Count the lines of the data below that include the string "model", and provide nothing but the result.

(DATA SHOWN begins)

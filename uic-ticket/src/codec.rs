//! Ticket codec seam

use crate::version::FcbVersion;
use serde::{Deserialize, Serialize};
use uic_core::{UicError, UicResult};

/// UPER-encoded ticket data together with its FCB version
#[derive(Debug, Clone, PartialEq, Eq, Serialize, Deserialize)]
pub struct TicketPayload {
    pub version: FcbVersion,
    pub bytes: Vec<u8>,
}

impl TicketPayload {
    pub fn new(version: FcbVersion, bytes: Vec<u8>) -> Self {
        Self { version, bytes }
    }

    /// Format tag for a Dynamic Frame data block
    pub fn format(&self) -> &'static str {
        self.version.format()
    }
}

/// Build a payload from a data block format tag and its bytes
pub fn decode_payload(format: &str, bytes: &[u8]) -> UicResult<TicketPayload> {
    let version = FcbVersion::from_format(format)?;
    Ok(TicketPayload::new(version, bytes.to_vec()))
}

/// Maps ticket payloads to a typed ticket model and back
///
/// Implementations must be exact inverses so that re-encoding a decoded
/// frame reproduces its bytes.
#[cfg_attr(test, mockall::automock(type Ticket = TicketPayload;))]
pub trait TicketCodec {
    type Ticket;

    fn decode(&self, payload: &TicketPayload) -> UicResult<Self::Ticket>;

    fn encode(&self, ticket: &Self::Ticket) -> UicResult<TicketPayload>;
}

/// Codec that keeps ticket payloads as raw bytes
///
/// Optionally restricted to a set of FCB versions; payloads of any other
/// version are rejected as unsupported.
#[derive(Debug, Clone, PartialEq, Eq)]
pub struct OpaqueTicketCodec {
    versions: Vec<FcbVersion>,
}

impl OpaqueTicketCodec {
    /// Codec accepting every FCB version
    pub fn new() -> Self {
        Self {
            versions: vec![FcbVersion::V1, FcbVersion::V2, FcbVersion::V3],
        }
    }

    /// Codec accepting only the given versions
    pub fn with_versions(versions: &[FcbVersion]) -> Self {
        Self {
            versions: versions.to_vec(),
        }
    }

    pub fn supports(&self, version: FcbVersion) -> bool {
        self.versions.contains(&version)
    }

    fn check(&self, version: FcbVersion) -> UicResult<()> {
        if !self.supports(version) {
            return Err(UicError::Unsupported(format!(
                "Ticket version {} not enabled",
                version
            )));
        }
        Ok(())
    }
}

impl Default for OpaqueTicketCodec {
    fn default() -> Self {
        Self::new()
    }
}

impl TicketCodec for OpaqueTicketCodec {
    type Ticket = TicketPayload;

    fn decode(&self, payload: &TicketPayload) -> UicResult<TicketPayload> {
        self.check(payload.version)?;
        log::trace!("Keeping {} payload of {} bytes opaque", payload.version, payload.bytes.len());
        Ok(payload.clone())
    }

    fn encode(&self, ticket: &TicketPayload) -> UicResult<TicketPayload> {
        self.check(ticket.version)?;
        Ok(ticket.clone())
    }
}
//! Barcode builder
//!
//! # Usage Example
//!
//! ```rust
//! use uic::{BarcodeBuilder, FcbVersion, StaticVersion, TicketPayload};
//!
//! let frame = BarcodeBuilder::new()
//!     .security_provider(1080)
//!     .key_id(1)
//!     .static_version(StaticVersion::V2)
//!     .ticket(TicketPayload::new(FcbVersion::V3, vec![0x01, 0x02]))
//!     .build_static()?;
//! assert_eq!(frame.provider, "1080");
//! # Ok::<(), uic::UicError>(())
//! ```

use uic_core::{UicError, UicResult};
use uic_frame::dynamic_frame::{DataBlock, DynamicContent, DynamicFrame, Level1Data};
use uic_frame::static_frame::{DataRecord, FlexRecord, TicketLayoutRecord, UicHeaderRecord};
use uic_frame::{DynamicFormat, FrameConfig, StaticFrame, StaticVersion};
use uic_ticket::{TicketCodec, TicketPayload};

/// Builder for new Static and Dynamic Frames
///
/// Collects the issuer identity, the tickets and the frame options, then
/// produces an unsigned frame. Sign the result with the frame's own signing
/// methods.
#[derive(Debug, Clone)]
pub struct BarcodeBuilder {
    config: FrameConfig,
    /// RICS code of the security provider
    security_provider: Option<u32>,
    key_id: Option<u32>,
    tickets: Vec<TicketPayload>,
    /// Additional data blocks (Dynamic Frame)
    data_blocks: Vec<DataBlock>,
    header: Option<UicHeaderRecord>,
    layout: Option<TicketLayoutRecord>,
    dynamic_content: Option<DynamicContent>,
    /// Device key and its signing algorithm (Dynamic Frame)
    level2_key: Option<(Vec<u8>, String)>,
    /// Year, day and minute of the end of validity (`U2`)
    end_of_validity: Option<(i64, i64, i64)>,
    validity_duration: Option<i64>,
}

impl BarcodeBuilder {
    /// Create a builder with the default frame configuration
    ///
    /// # Default Settings
    /// - Static Frame version 2
    /// - Dynamic Frame format `U2`
    /// - Compression level 6
    pub fn new() -> Self {
        Self {
            config: FrameConfig::default(),
            security_provider: None,
            key_id: None,
            tickets: Vec::new(),
            data_blocks: Vec::new(),
            header: None,
            layout: None,
            dynamic_content: None,
            level2_key: None,
            end_of_validity: None,
            validity_duration: None,
        }
    }

    /// Replace the whole frame configuration
    pub fn config(mut self, config: FrameConfig) -> Self {
        self.config = config;
        self
    }

    pub fn static_version(mut self, version: StaticVersion) -> Self {
        self.config.static_version = version;
        self
    }

    pub fn dynamic_format(mut self, format: DynamicFormat) -> Self {
        self.config.dynamic_format = format;
        self
    }

    /// Configure the zlib compression level (0..=9) of Static Frames
    pub fn compression_level(mut self, level: u32) -> Self {
        self.config.compression_level = level;
        self
    }

    /// Configure the security provider
    ///
    /// # Arguments
    /// * `rics` - RICS company code, 1..=9999 for Static Frames
    pub fn security_provider(mut self, rics: u32) -> Self {
        self.security_provider = Some(rics);
        self
    }

    /// Configure the id of the key that will sign the frame
    pub fn key_id(mut self, key_id: u32) -> Self {
        self.key_id = Some(key_id);
        self
    }

    /// Add a ticket
    ///
    /// A Static Frame carries at most one ticket, in its `U_FLEX` record.
    pub fn ticket(mut self, payload: TicketPayload) -> Self {
        self.tickets.push(payload);
        self
    }

    /// Add a ticket from a typed model, encoded through `codec`
    pub fn encoded_ticket<C: TicketCodec>(self, codec: &C, ticket: &C::Ticket) -> UicResult<Self> {
        let payload = codec.encode(ticket)?;
        Ok(self.ticket(payload))
    }

    /// Add a data block of another format to a Dynamic Frame
    pub fn data_block(mut self, block: DataBlock) -> Self {
        self.data_blocks.push(block);
        self
    }

    /// Add a `U_HEAD` record to a Static Frame
    pub fn header_record(mut self, header: UicHeaderRecord) -> Self {
        self.header = Some(header);
        self
    }

    /// Add a `U_TLAY` record to a Static Frame
    pub fn layout_record(mut self, layout: TicketLayoutRecord) -> Self {
        self.layout = Some(layout);
        self
    }

    /// Set the level 2 dynamic content of a Dynamic Frame
    pub fn dynamic_content(mut self, content: DynamicContent) -> Self {
        self.dynamic_content = Some(content);
        self
    }

    /// Configure the device key that signs level 2 of a Dynamic Frame
    ///
    /// # Arguments
    /// * `public_key` - SEC1 point or SubjectPublicKeyInfo
    /// * `signing_algorithm` - OID of the level 2 signature algorithm
    pub fn level2_key(mut self, public_key: Vec<u8>, signing_algorithm: &str) -> Self {
        self.level2_key = Some((public_key, signing_algorithm.to_string()));
        self
    }

    /// Configure the end of validity of a `U2` Dynamic Frame
    pub fn end_of_validity(mut self, year: i64, day: i64, minute: i64) -> Self {
        self.end_of_validity = Some((year, day, minute));
        self
    }

    /// Configure the validity duration in seconds of a `U2` Dynamic Frame
    pub fn validity_duration(mut self, seconds: i64) -> Self {
        self.validity_duration = Some(seconds);
        self
    }

    fn required(value: Option<u32>, what: &str) -> UicResult<u32> {
        value.ok_or_else(|| UicError::Structural(format!("{} must be configured", what)))
    }

    fn check_width(value: u32, digits: u32, what: &str) -> UicResult<String> {
        let max = 10u32.pow(digits) - 1;
        if value > max {
            return Err(UicError::ValueOutOfRange {
                value: i64::from(value),
                min: 0,
                max: i64::from(max),
            }
            .in_field(what));
        }
        Ok(format!("{:0width$}", value, width = digits as usize))
    }

    /// Build an unsigned Static Frame
    ///
    /// # Errors
    /// Returns error if:
    /// - The security provider or key id is not configured or too wide
    /// - More than one ticket was added
    /// - The configuration is invalid
    pub fn build_static(self) -> UicResult<StaticFrame> {
        self.config.validate()?;
        let provider = Self::check_width(Self::required(self.security_provider, "Security provider")?, 4, "provider")?;
        let key_id = Self::check_width(Self::required(self.key_id, "Key id")?, 5, "keyId")?;
        if self.tickets.len() > 1 {
            return Err(UicError::Structural(format!(
                "Static frame carries one ticket, {} were added",
                self.tickets.len()
            )));
        }
        if !self.data_blocks.is_empty() || self.dynamic_content.is_some() {
            return Err(UicError::Structural(
                "Data blocks and dynamic content need a Dynamic Frame".to_string(),
            ));
        }

        let mut frame = StaticFrame::from_config(&self.config, &provider, &key_id);
        if let Some(header) = self.header {
            frame.records.push(DataRecord::Header(header));
        }
        if let Some(layout) = self.layout {
            frame.records.push(DataRecord::Layout(layout));
        }
        for payload in self.tickets {
            frame.records.push(DataRecord::Flex(FlexRecord { payload }));
        }
        log::debug!(
            "Built static frame v{:02} with {} records",
            frame.version.number(),
            frame.records.len()
        );
        Ok(frame)
    }

    /// Build an unsigned Dynamic Frame
    ///
    /// Tickets come first in the data sequence, followed by the added data
    /// blocks.
    pub fn build_dynamic(self) -> UicResult<DynamicFrame> {
        self.config.validate()?;
        if self.header.is_some() || self.layout.is_some() {
            return Err(UicError::Structural(
                "Header and layout records need a Static Frame".to_string(),
            ));
        }
        let mut data_sequence: Vec<DataBlock> = self.tickets.iter().map(DataBlock::from_ticket).collect();
        data_sequence.extend(self.data_blocks);

        let (level2_public_key, level2_signing_alg) = match self.level2_key {
            Some((key, algorithm)) => (Some(key), Some(algorithm)),
            None => (None, None),
        };
        let (end_of_validity_year, end_of_validity_day, end_of_validity_time) = match self.end_of_validity {
            Some((year, day, minute)) => (Some(year), Some(day), Some(minute)),
            None => (None, None, None),
        };
        let level1 = Level1Data {
            security_provider_num: self.security_provider.map(i64::from),
            key_id: self.key_id.map(i64::from),
            data_sequence,
            level2_signing_alg,
            level2_public_key,
            end_of_validity_year,
            end_of_validity_day,
            end_of_validity_time,
            validity_duration: self.validity_duration,
            ..Level1Data::default()
        };

        let mut frame = DynamicFrame::from_config(&self.config, level1);
        if let Some(content) = &self.dynamic_content {
            frame.set_dynamic_content(content)?;
        }
        // U1 frames must not carry validity fields
        frame.level1_data().encode(frame.format)?;
        log::debug!(
            "Built dynamic frame {} with {} data blocks",
            frame.format.as_str(),
            frame.level1_data().data_sequence.len()
        );
        Ok(frame)
    }
}

impl Default for BarcodeBuilder {
    fn default() -> Self {
        Self::new()
    }
}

(DATA SHOWN ends)

▸ EXPECTED ANSWER
2